Selasa, Juli 07, 2009

East Wind West Wind, Angin Timur Angin Barat***


Peresensi : Rini Nurul Badariah

Kwei-lan mempersiapkan diri sebagaimana telah diajari dan dipesankan ibunya. Seorang suami dipanggil dengan sebutan 'tuanku' dan tugas istri adalah mempersembahkan putra untuk meneruskan keturunan. Apabila tidak memiliki anak lelaki, ia harus siap merelakan suaminya mengambil selir seperti ayahnya [meski toh Kwei-lan memiliki kakak lelaki]. Sejak kecil ia terbiasa dengan larangan-larangan, berpisah tempat kediaman dengan kakaknya sendiri sejak usia sembilan tahun. Ia tak dapat berakrab-akrab dengan saudara kandung satu-satunya itu hingga sang kakak tumbuh menjadi sosok berbeda.

Namun ternyata, suaminya bukan pria Cina kebanyakan. Ia menentang banyak takhyul dan pemikiran tradisional, menyatakan terang-terangan bahwa dirinya dan Kwei-lan terpaksa menerima perjodohan sejak mereka masih kecil. Kwei-lan terhenyak karena sang suami memilih kamar tidur berbeda meski sebisa mungkin menyimpan kekecewaannya. Toh perlahan-lahan, pria yang berprofesi sebagai dokter yang menimba ilmu di negeri seberang itu menunjukkan kepeduliannya. Ia meminta Kwei-lan melepas ikatan kaki yang menyiksa fisik dan kurang baik bagi kesehatan, meski sang istri melakukannya semata untuk menyenangkan suami.

Ciri khas karya-karya Pearl S. Buck adalah menyuguhkan pertentangan budaya. Berlatarbelakang kehidupan masyarakat Cina tahun 1930-an, East Wind West Wind merekam dengan baik perubahan pola pikir melalui mereka yang menempuh pendidikan di luar negeri. Kwei-lan berangsur mengakui kebenaran pendapat suaminya, semisal ketika ia mampu berlari dengan sehat setelah ikatan kakinya dilepas, saat putra mereka kesakitan ditindik anting emas oleh neneknya demi mengelabui dewa jahat yang biasa merenggut anak-anak lelaki kecil, juga rias wajah yang terlalu tebal dan justru mengerikan dalam rumah bergaya Barat yang terang benderang. Sisipan pesan paling mendasar terdapat pada ucapan Mrs. Liu, "Ambil yang baik dan buang yang tidak sesuai." Kwei-lan belajar untuk tidak lagi menganggap warna putih melulu tanda perkabungan, meski sukar. Saat akhirnya sang suami menyatakan cinta, dan bahwa keduanya memiliki putra mereka bersama, adalah adegan termanis dalam romansa bernada oriental kental ini. Membaca halaman demi halaman terasa hidup, setelah saya tanpa sengaja menonton beberapa film Korea dan Hongkong.

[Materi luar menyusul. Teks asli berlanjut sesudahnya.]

//! Builds a [`Document`] arena from quick-xml reader events.
use crate::error::DomError;
use crate::node::{
    Attribute, Document, Element, Location, NodeData, NodeId, NodeKind, XML_NAMESPACE,
    XMLNS_NAMESPACE,
};
use quick_xml::Reader;
use quick_xml::events::{BytesStart, Event as XmlEvent};

/// Drives the parsing process, feeding every significant XML event to a [`TreeBuilder`].
pub fn parse_document(source: &str) -> Result<Document, DomError> {
    let mut reader = Reader::from_str(source);
    reader.config_mut().trim_text(false);
    let mut builder = TreeBuilder::new(source);

    loop {
        let pos = reader.buffer_position() as usize;
        let event = reader
            .read_event()
            .map_err(|e| DomError::syntax(e.to_string(), builder.location(pos)))?;
        match event {
            XmlEvent::Start(e) => builder.start_element(&e, pos, false)?,
            XmlEvent::Empty(e) => builder.start_element(&e, pos, true)?,
            XmlEvent::End(e) => {
                let name = utf8(e.name().as_ref(), builder.location(pos))?.to_string();
                builder.end_element(&name, pos)?;
            }
            XmlEvent::Text(e) => {
                let text = e
                    .decode()
                    .map_err(|err| DomError::syntax(err.to_string(), builder.location(pos)))?;
                builder.text(&text, pos)?;
            }
            XmlEvent::GeneralRef(e) => {
                let name = e
                    .decode()
                    .map_err(|err| DomError::syntax(err.to_string(), builder.location(pos)))?;
                let resolved = resolve_entity(&name, builder.location(pos))?;
                builder.text(&resolved, pos)?;
            }
            XmlEvent::CData(e) => {
                let text = utf8(e.as_ref(), builder.location(pos))?.to_string();
                builder.leaf(NodeKind::CData(text), pos)?;
            }
            XmlEvent::Comment(e) => {
                let text = utf8(e.as_ref(), builder.location(pos))?.to_string();
                builder.leaf(NodeKind::Comment(text), pos)?;
            }
            XmlEvent::PI(e) => {
                let content = utf8(e.as_ref(), builder.location(pos))?;
                let (target, data) = content
                    .split_once(char::is_whitespace)
                    .unwrap_or((content, ""));
                builder.leaf(
                    NodeKind::ProcessingInstruction {
                        target: target.to_string(),
                        data: data.trim().to_string(),
                    },
                    pos,
                )?;
            }
            XmlEvent::Eof => break,
            // XML declaration and DOCTYPE carry nothing the tree needs.
            _ => (),
        }
    }

    builder.finish()
}

fn utf8(bytes: &[u8], location: Location) -> Result<&str, DomError> {
    std::str::from_utf8(bytes).map_err(|e| DomError::syntax(e.to_string(), location))
}

fn resolve_entity(name: &str, location: Location) -> Result<String, DomError> {
    let predefined = match name {
        "amp" => Some("&"),
        "lt" => Some("<"),
        "gt" => Some(">"),
        "quot" => Some("\""),
        "apos" => Some("'"),
        _ => None,
    };
    if let Some(s) = predefined {
        return Ok(s.to_string());
    }
    if let Some(rest) = name.strip_prefix('#') {
        let code = match rest.strip_prefix('x').or_else(|| rest.strip_prefix('X')) {
            Some(hex) => u32::from_str_radix(hex, 16).ok(),
            None => rest.parse::<u32>().ok(),
        };
        if let Some(ch) = code.and_then(char::from_u32) {
            return Ok(ch.to_string());
        }
    }
    Err(DomError::UnknownEntity {
        name: name.to_string(),
        location,
    })
}

fn split_qname(qname: &str) -> (Option<&str>, &str) {
    match qname.split_once(':') {
        Some((prefix, local)) => (Some(prefix), local),
        None => (None, qname),
    }
}

struct TreeBuilder {
    nodes: Vec<NodeData>,
    /// Open elements, innermost last.
    open: Vec<NodeId>,
    line_starts: Vec<usize>,
}

impl TreeBuilder {
    fn new(source: &str) -> Self {
        let line_starts = std::iter::once(0)
            .chain(source.match_indices('\n').map(|(i, _)| i + 1))
            .collect();
        TreeBuilder {
            nodes: vec![NodeData {
                kind: NodeKind::Document,
                parent: None,
                children: Vec::new(),
                location: Location { line: 1, col: 1 },
            }],
            open: Vec::new(),
            line_starts,
        }
    }

    fn location(&self, pos: usize) -> Location {
        let line = self.line_starts.partition_point(|&start| start <= pos);
        let line_start = self.line_starts[line.saturating_sub(1)];
        Location {
            line,
            col: pos - line_start + 1,
        }
    }

    fn current(&self) -> NodeId {
        self.open.last().copied().unwrap_or(NodeId(0))
    }

    fn push_node(&mut self, kind: NodeKind, pos: usize) -> NodeId {
        let parent = self.current();
        let id = NodeId(self.nodes.len());
        self.nodes.push(NodeData {
            kind,
            parent: Some(parent),
            children: Vec::new(),
            location: self.location(pos),
        });
        self.nodes[parent.0].children.push(id);
        id
    }

    /// Resolves a prefix against the open elements, innermost declaration first.
    fn resolve_prefix(&self, prefix: Option<&str>, pending: &[(Option<String>, String)]) -> Option<String> {
        if prefix == Some("xml") {
            return Some(XML_NAMESPACE.to_string());
        }
        let found = pending
            .iter()
            .find(|(p, _)| p.as_deref() == prefix)
            .map(|(_, uri)| uri.clone())
            .or_else(|| {
                self.open.iter().rev().find_map(|id| match &self.nodes[id.0].kind {
                    NodeKind::Element(e) => e
                        .declarations
                        .iter()
                        .find(|(p, _)| p.as_deref() == prefix)
                        .map(|(_, uri)| uri.clone()),
                    _ => None,
                })
            });
        // An empty URI undeclares the default namespace.
        found.filter(|uri| !uri.is_empty())
    }

    fn start_element(&mut self, e: &BytesStart<'_>, pos: usize, empty: bool) -> Result<(), DomError> {
        let location = self.location(pos);
        if self.open.is_empty() && self.nodes[0].children.iter().any(|id| {
            matches!(self.nodes[id.0].kind, NodeKind::Element(_))
        }) {
            return Err(DomError::MultipleRootElements);
        }

        let tag_name = utf8(e.name().as_ref(), location)?.to_string();
        let mut raw_attributes = Vec::new();
        let mut declarations = Vec::new();
        for attr in e.attributes() {
            let attr = attr.map_err(|err| DomError::syntax(err.to_string(), location))?;
            let name = utf8(attr.key.as_ref(), location)?.to_string();
            let value = attr
                .unescape_value()
                .map_err(|err| DomError::syntax(err.to_string(), location))?
                .into_owned();
            if name == "xmlns" {
                declarations.push((None, value.clone()));
            } else if let Some(prefix) = name.strip_prefix("xmlns:") {
                declarations.push((Some(prefix.to_string()), value.clone()));
            }
            raw_attributes.push((name, value));
        }

        let (prefix, local_name) = split_qname(&tag_name);
        let namespace = self.resolve_prefix(prefix, &declarations);
        if let Some(p) = prefix
            && namespace.is_none()
        {
            return Err(DomError::UnboundPrefix {
                prefix: p.to_string(),
                location,
            });
        }

        let mut attributes = Vec::with_capacity(raw_attributes.len());
        for (name, value) in raw_attributes {
            let (attr_prefix, attr_local) = split_qname(&name);
            let attr_namespace = if name == "xmlns" || attr_prefix == Some("xmlns") {
                Some(XMLNS_NAMESPACE.to_string())
            } else if let Some(p) = attr_prefix {
                Some(self.resolve_prefix(Some(p), &declarations).ok_or_else(|| {
                    DomError::UnboundPrefix {
                        prefix: p.to_string(),
                        location,
                    }
                })?)
            } else {
                None
            };
            attributes.push(Attribute {
                prefix: attr_prefix.map(str::to_string),
                local_name: attr_local.to_string(),
                namespace: attr_namespace,
                value,
                name,
            });
        }

        let element = Element {
            prefix: prefix.map(str::to_string),
            local_name: local_name.to_string(),
            namespace,
            attributes,
            declarations,
            tag_name,
        };
        let id = self.push_node(NodeKind::Element(element), pos);
        if !empty {
            self.open.push(id);
        }
        Ok(())
    }

    fn end_element(&mut self, name: &str, pos: usize) -> Result<(), DomError> {
        let location = self.location(pos);
        let Some(id) = self.open.pop() else {
            return Err(DomError::syntax(format!("Unexpected end tag '{}'", name), location));
        };
        match &self.nodes[id.0].kind {
            NodeKind::Element(e) if e.tag_name == name => Ok(()),
            NodeKind::Element(e) => Err(DomError::MismatchedEndTag {
                expected: e.tag_name.clone(),
                found: name.to_string(),
                location,
            }),
            _ => Err(DomError::syntax("End tag closes a non-element", location)),
        }
    }

    /// Appends character data, merging with an immediately preceding text node.
    fn text(&mut self, text: &str, pos: usize) -> Result<(), DomError> {
        if text.is_empty() {
            return Ok(());
        }
        if self.open.is_empty() {
            if text.chars().all(char::is_whitespace) {
                return Ok(());
            }
            return Err(DomError::syntax(
                "Character data outside the root element",
                self.location(pos),
            ));
        }
        let parent = self.current();
        if let Some(&last) = self.nodes[parent.0].children.last()
            && let NodeKind::Text(existing) = &mut self.nodes[last.0].kind
        {
            existing.push_str(text);
            return Ok(());
        }
        self.push_node(NodeKind::Text(text.to_string()), pos);
        Ok(())
    }

    fn leaf(&mut self, kind: NodeKind, pos: usize) -> Result<(), DomError> {
        if self.open.is_empty() && matches!(kind, NodeKind::CData(_)) {
            return Err(DomError::syntax(
                "CDATA section outside the root element",
                self.location(pos),
            ));
        }
        self.push_node(kind, pos);
        Ok(())
    }

    fn finish(self) -> Result<Document, DomError> {
        if let Some(id) = self.open.last() {
            let name = match &self.nodes[id.0].kind {
                NodeKind::Element(e) => e.tag_name.clone(),
                _ => String::new(),
            };
            return Err(DomError::UnclosedElement(name));
        }
        let has_root = self.nodes[0]
            .children
            .iter()
            .any(|id| matches!(self.nodes[id.0].kind, NodeKind::Element(_)));
        if !has_root {
            return Err(DomError::NoRootElement);
        }
        log::trace!("Parsed document with {} nodes", self.nodes.len());
        Ok(Document { nodes: self.nodes })
    }
}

Kecamuk dua dunia lebih kuat dihadirkan melalui problematika baru, kala kakak Kwei-lan bersikeras menikah dengan gadis Amerika. Dengan gaya epistolary yang lembut, Pearl S. Buck membeberkan keluguan Kwei-lan yang masih tak mengerti letak pesona Mary, kakak iparnya. Sub plot pertengkaran kedua orangtua Kwei-lan dengan kakaknya yang jelas-jelas telah menyalahi adat istiadat dan dianggap mempermalukan klan amat membadaikan perasaan, utamanya kala sang ibu sakit keras. Hati yang bersikukuh pada keinginan masing-masing, mengedepankan cinta, yang lain menggenggam kehormatan, membiarkan Kwei-lan dalam kebingungan menghadapi dua pihak yang sama-sama ia kasihi. Sementara Mary merana dalam upayanya beradaptasi sebab ia menjadi tontonan budak-budak pelayan yang tak biasa melihat orang asing.

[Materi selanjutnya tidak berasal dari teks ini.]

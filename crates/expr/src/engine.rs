//! The evaluation engine for parsed expressions.

use super::ast::*;
use crate::error::ExprError;
use crate::functions::FunctionLibrary;
use crate::value::Value;
use std::cmp::Ordering;
use std::collections::HashMap;
use std::sync::Arc;

/// Supplies the environment an expression is evaluated in.
pub trait Resolver {
    /// Looks up a variable. `None` means the name is not bound anywhere.
    fn resolve(&self, identifier: &str) -> Option<Value>;

    /// Maps a function prefix to its namespace URI.
    fn resolve_prefix(&self, _prefix: &str) -> Option<String> {
        None
    }

    /// Finds the function library registered for a namespace URI.
    fn resolve_namespace(&self, _uri: &str) -> Option<Arc<dyn FunctionLibrary>> {
        None
    }
}

impl Resolver for HashMap<String, Value> {
    fn resolve(&self, identifier: &str) -> Option<Value> {
        self.get(identifier).cloned()
    }
}

/// The main entry point for evaluating an expression.
pub fn evaluate(expr: &Expression, resolver: &dyn Resolver) -> Result<Value, ExprError> {
    match expr {
        Expression::Literal(v) => Ok(v.clone()),
        Expression::Identifier(name) => resolver
            .resolve(name)
            .ok_or_else(|| ExprError::UnknownVariable(name.clone())),
        Expression::Array(items) => {
            let values = items
                .iter()
                .map(|e| evaluate(e, resolver))
                .collect::<Result<Vec<_>, _>>()?;
            Ok(Value::array(values))
        }
        Expression::Object(entries) => {
            let map = entries
                .iter()
                .map(|(k, e)| Ok((k.clone(), evaluate(e, resolver)?)))
                .collect::<Result<_, ExprError>>()?;
            Ok(Value::map(map))
        }
        Expression::Property { target, name } => evaluate(target, resolver)?.property(name),
        Expression::Index { target, index } => {
            let target = evaluate(target, resolver)?;
            let index = evaluate(index, resolver)?;
            evaluate_index(&target, &index)
        }
        Expression::FunctionCall { prefix, name, args } => {
            let uri = resolver
                .resolve_prefix(prefix)
                .ok_or_else(|| ExprError::UnknownPrefix(prefix.clone()))?;
            let library = resolver
                .resolve_namespace(&uri)
                .ok_or_else(|| ExprError::UnknownNamespace(uri.clone()))?;
            let args = args
                .iter()
                .map(|e| evaluate(e, resolver))
                .collect::<Result<Vec<_>, _>>()?;
            library.call(name, &args)
        }
        Expression::UnaryOp { op, expr } => {
            let value = evaluate(expr, resolver)?;
            match op {
                UnaryOperator::Not => Ok(Value::Bool(!value.as_boolean()?)),
                UnaryOperator::Empty => Ok(Value::Bool(value.is_empty())),
                UnaryOperator::Minus => negate(&value),
            }
        }
        Expression::BinaryOp { left, op, right } => match op {
            BinaryOperator::And => {
                if !evaluate(left, resolver)?.as_boolean()? {
                    return Ok(Value::Bool(false));
                }
                Ok(Value::Bool(evaluate(right, resolver)?.as_boolean()?))
            }
            BinaryOperator::Or => {
                if evaluate(left, resolver)?.as_boolean()? {
                    return Ok(Value::Bool(true));
                }
                Ok(Value::Bool(evaluate(right, resolver)?.as_boolean()?))
            }
            _ => {
                let l = evaluate(left, resolver)?;
                let r = evaluate(right, resolver)?;
                evaluate_binary(&l, *op, &r)
            }
        },
        Expression::Conditional {
            test,
            then,
            otherwise,
        } => {
            if evaluate(test, resolver)?.as_boolean()? {
                evaluate(then, resolver)
            } else {
                evaluate(otherwise, resolver)
            }
        }
    }
}

fn evaluate_index(target: &Value, index: &Value) -> Result<Value, ExprError> {
    match target {
        Value::Null => Ok(Value::Null),
        Value::Array(items) => {
            let i = index.as_int()?;
            Ok(usize::try_from(i)
                .ok()
                .and_then(|i| items.get(i))
                .cloned()
                .unwrap_or_default())
        }
        Value::Map(_) | Value::Element(_) => target.property(&index.to_string()),
        other => Err(ExprError::Type(format!(
            "Can't index into {}",
            other.type_name()
        ))),
    }
}

fn negate(value: &Value) -> Result<Value, ExprError> {
    match value.to_number() {
        Some(Value::Int(i)) => i
            .checked_neg()
            .map(Value::Int)
            .ok_or_else(|| ExprError::Arithmetic("integer overflow".to_string())),
        Some(Value::Float(f)) => Ok(Value::Float(-f)),
        _ => Err(ExprError::Type(format!(
            "Can't negate {}",
            value.type_name()
        ))),
    }
}

fn evaluate_binary(l: &Value, op: BinaryOperator, r: &Value) -> Result<Value, ExprError> {
    match op {
        BinaryOperator::Equals => Ok(Value::Bool(values_equal(l, r))),
        BinaryOperator::NotEquals => Ok(Value::Bool(!values_equal(l, r))),
        BinaryOperator::LessThan
        | BinaryOperator::LessThanOrEqual
        | BinaryOperator::GreaterThan
        | BinaryOperator::GreaterThanOrEqual => {
            let ordering = compare(l, r)?;
            Ok(Value::Bool(match op {
                BinaryOperator::LessThan => ordering == Ordering::Less,
                BinaryOperator::LessThanOrEqual => ordering != Ordering::Greater,
                BinaryOperator::GreaterThan => ordering == Ordering::Greater,
                _ => ordering != Ordering::Less,
            }))
        }
        BinaryOperator::Plus
            if matches!(l, Value::String(_)) || matches!(r, Value::String(_)) =>
        {
            Ok(Value::String(format!("{}{}", l, r)))
        }
        BinaryOperator::Divide => {
            let (a, b) = (numeric_operand(l)?, numeric_operand(r)?);
            Ok(Value::Float(to_f64(&a) / to_f64(&b)))
        }
        BinaryOperator::Plus
        | BinaryOperator::Minus
        | BinaryOperator::Multiply
        | BinaryOperator::Modulo => {
            let (a, b) = (numeric_operand(l)?, numeric_operand(r)?);
            match (a, b) {
                (Value::Int(x), Value::Int(y)) => integer_arithmetic(x, op, y),
                (a, b) => {
                    let (x, y) = (to_f64(&a), to_f64(&b));
                    Ok(Value::Float(match op {
                        BinaryOperator::Plus => x + y,
                        BinaryOperator::Minus => x - y,
                        BinaryOperator::Multiply => x * y,
                        _ => x % y,
                    }))
                }
            }
        }
        BinaryOperator::And => Ok(Value::Bool(l.as_boolean()? && r.as_boolean()?)),
        BinaryOperator::Or => Ok(Value::Bool(l.as_boolean()? || r.as_boolean()?)),
    }
}

fn integer_arithmetic(x: i64, op: BinaryOperator, y: i64) -> Result<Value, ExprError> {
    let result = match op {
        BinaryOperator::Plus => x.checked_add(y),
        BinaryOperator::Minus => x.checked_sub(y),
        BinaryOperator::Multiply => x.checked_mul(y),
        _ => {
            if y == 0 {
                return Err(ExprError::Arithmetic("Modulo by zero".to_string()));
            }
            x.checked_rem(y)
        }
    };
    result
        .map(Value::Int)
        .ok_or_else(|| ExprError::Arithmetic("integer overflow".to_string()))
}

fn numeric_operand(v: &Value) -> Result<Value, ExprError> {
    v.to_number().ok_or_else(|| {
        ExprError::Type(format!("Can't use {} in arithmetic", v.type_name()))
    })
}

fn to_f64(v: &Value) -> f64 {
    match v {
        Value::Int(i) => *i as f64,
        Value::Float(f) => *f,
        _ => f64::NAN,
    }
}

/// Equality with numeric coercion: `"3" == 3` holds, as does `"true" == true`.
pub(crate) fn values_equal(l: &Value, r: &Value) -> bool {
    match (l, r) {
        (Value::Null, Value::Null) => true,
        (Value::Null, _) | (_, Value::Null) => false,
        (Value::Int(a), Value::Int(b)) => a == b,
        (Value::Bool(a), Value::Bool(b)) => a == b,
        (Value::Bool(b), Value::String(s)) | (Value::String(s), Value::Bool(b)) => {
            s.eq_ignore_ascii_case(if *b { "true" } else { "false" })
        }
        (Value::String(a), Value::String(b)) => a == b,
        (
            Value::Int(_) | Value::Float(_) | Value::String(_),
            Value::Int(_) | Value::Float(_) | Value::String(_),
        ) => match (l.to_number(), r.to_number()) {
            (Some(a), Some(b)) => to_f64(&a) == to_f64(&b),
            _ => false,
        },
        _ => l == r,
    }
}

fn compare(l: &Value, r: &Value) -> Result<Ordering, ExprError> {
    if let (Value::String(a), Value::String(b)) = (l, r) {
        return Ok(a.cmp(b));
    }
    match (l.to_number(), r.to_number()) {
        (Some(Value::Int(a)), Some(Value::Int(b))) => Ok(a.cmp(&b)),
        (Some(a), Some(b)) => to_f64(&a).partial_cmp(&to_f64(&b)).ok_or_else(|| {
            ExprError::Arithmetic("Can't compare NaN".to_string())
        }),
        _ => Err(ExprError::Type(format!(
            "Can't compare {} with {}",
            l.type_name(),
            r.type_name()
        ))),
    }
}

#[cfg(test)]
mod tests {
    use super::*;
    use crate::parser::parse_expression;

    fn eval(text: &str, vars: &HashMap<String, Value>) -> Result<Value, ExprError> {
        evaluate(&parse_expression(text).unwrap(), vars)
    }

    fn vars() -> HashMap<String, Value> {
        let mut v = HashMap::new();
        v.insert("a".to_string(), Value::Int(3));
        v.insert("name".to_string(), Value::from("xt"));
        v.insert("count".to_string(), Value::from("3"));
        v.insert(
            "list".to_string(),
            Value::array(vec![Value::Int(10), Value::Int(20)]),
        );
        v
    }

    #[test]
    fn test_arithmetic() {
        let v = vars();
        assert_eq!(eval("a * a", &v).unwrap(), Value::Int(9));
        assert_eq!(eval("a + 0.5", &v).unwrap(), Value::Float(3.5));
        assert_eq!(eval("7 / 2", &v).unwrap(), Value::Float(3.5));
        assert_eq!(eval("7 mod 4", &v).unwrap(), Value::Int(3));
        assert_eq!(eval("-a", &v).unwrap(), Value::Int(-3));
        assert_eq!(eval("count * 2", &v).unwrap(), Value::Int(6));
        assert!(matches!(eval("1 % 0", &v), Err(ExprError::Arithmetic(_))));
    }

    #[test]
    fn test_string_concatenation() {
        let v = vars();
        assert_eq!(eval("name + '-' + a", &v).unwrap(), Value::from("xt-3"));
    }

    #[test]
    fn test_comparison_and_logic() {
        let v = vars();
        assert_eq!(eval("a == count", &v).unwrap(), Value::Bool(true));
        assert_eq!(eval("a gt 2 && name eq 'xt'", &v).unwrap(), Value::Bool(true));
        assert_eq!(eval("'abc' < 'abd'", &v).unwrap(), Value::Bool(true));
        assert!(eval("empty missing || true", &v).is_err());
        assert_eq!(eval("false && missing", &v).unwrap(), Value::Bool(false));
        assert_eq!(eval("a == null", &v).unwrap(), Value::Bool(false));
    }

    #[test]
    fn test_accessors_and_conditional() {
        let v = vars();
        assert_eq!(eval("list[1]", &v).unwrap(), Value::Int(20));
        assert_eq!(eval("list[5]", &v).unwrap(), Value::Null);
        assert_eq!(eval("{'k': a}.k", &v).unwrap(), Value::Int(3));
        assert_eq!(eval("empty list ? 'none' : 'some'", &v).unwrap(), Value::from("some"));
    }

    #[test]
    fn test_unknown_names() {
        let v = vars();
        assert_eq!(
            eval("missing", &v),
            Err(ExprError::UnknownVariable("missing".to_string()))
        );
        assert_eq!(
            eval("fn:length(name)", &v),
            Err(ExprError::UnknownPrefix("fn".to_string()))
        );
    }

    #[test]
    fn test_type_errors() {
        let v = vars();
        assert!(matches!(eval("list - 1", &v), Err(ExprError::Type(_))));
        assert!(matches!(eval("a.b", &v), Err(ExprError::Type(_))));
        assert!(matches!(eval("!a", &v), Err(ExprError::Coercion { .. })));
    }
}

Pemaparan pengarang sangat cemerlang, kala kesadaran Kwei-lan tersentak di satu titik: ia pun tidak rela berbagi suami yang dicintainya itu dengan selir, seperti halnya Mary tak biasa dengan pemikiran demikian. Karakter kakak Kwei-lan yang berani mengambil sikap menjadikan penyelesaian cerita bertambah memikat. Bahwa selalu ada yang harus dikorbankan untuk kebahagiaan, selalu ada saat kita dilanda dilema. Tanpa menyudutkan pihak mana pun atau keberpihakan pada satu kubu, novel perdana Pearl S. Buck ini menjadi buah pena yang kemilau. Pantas untuk dikoleksi dan dibaca berkali-kali.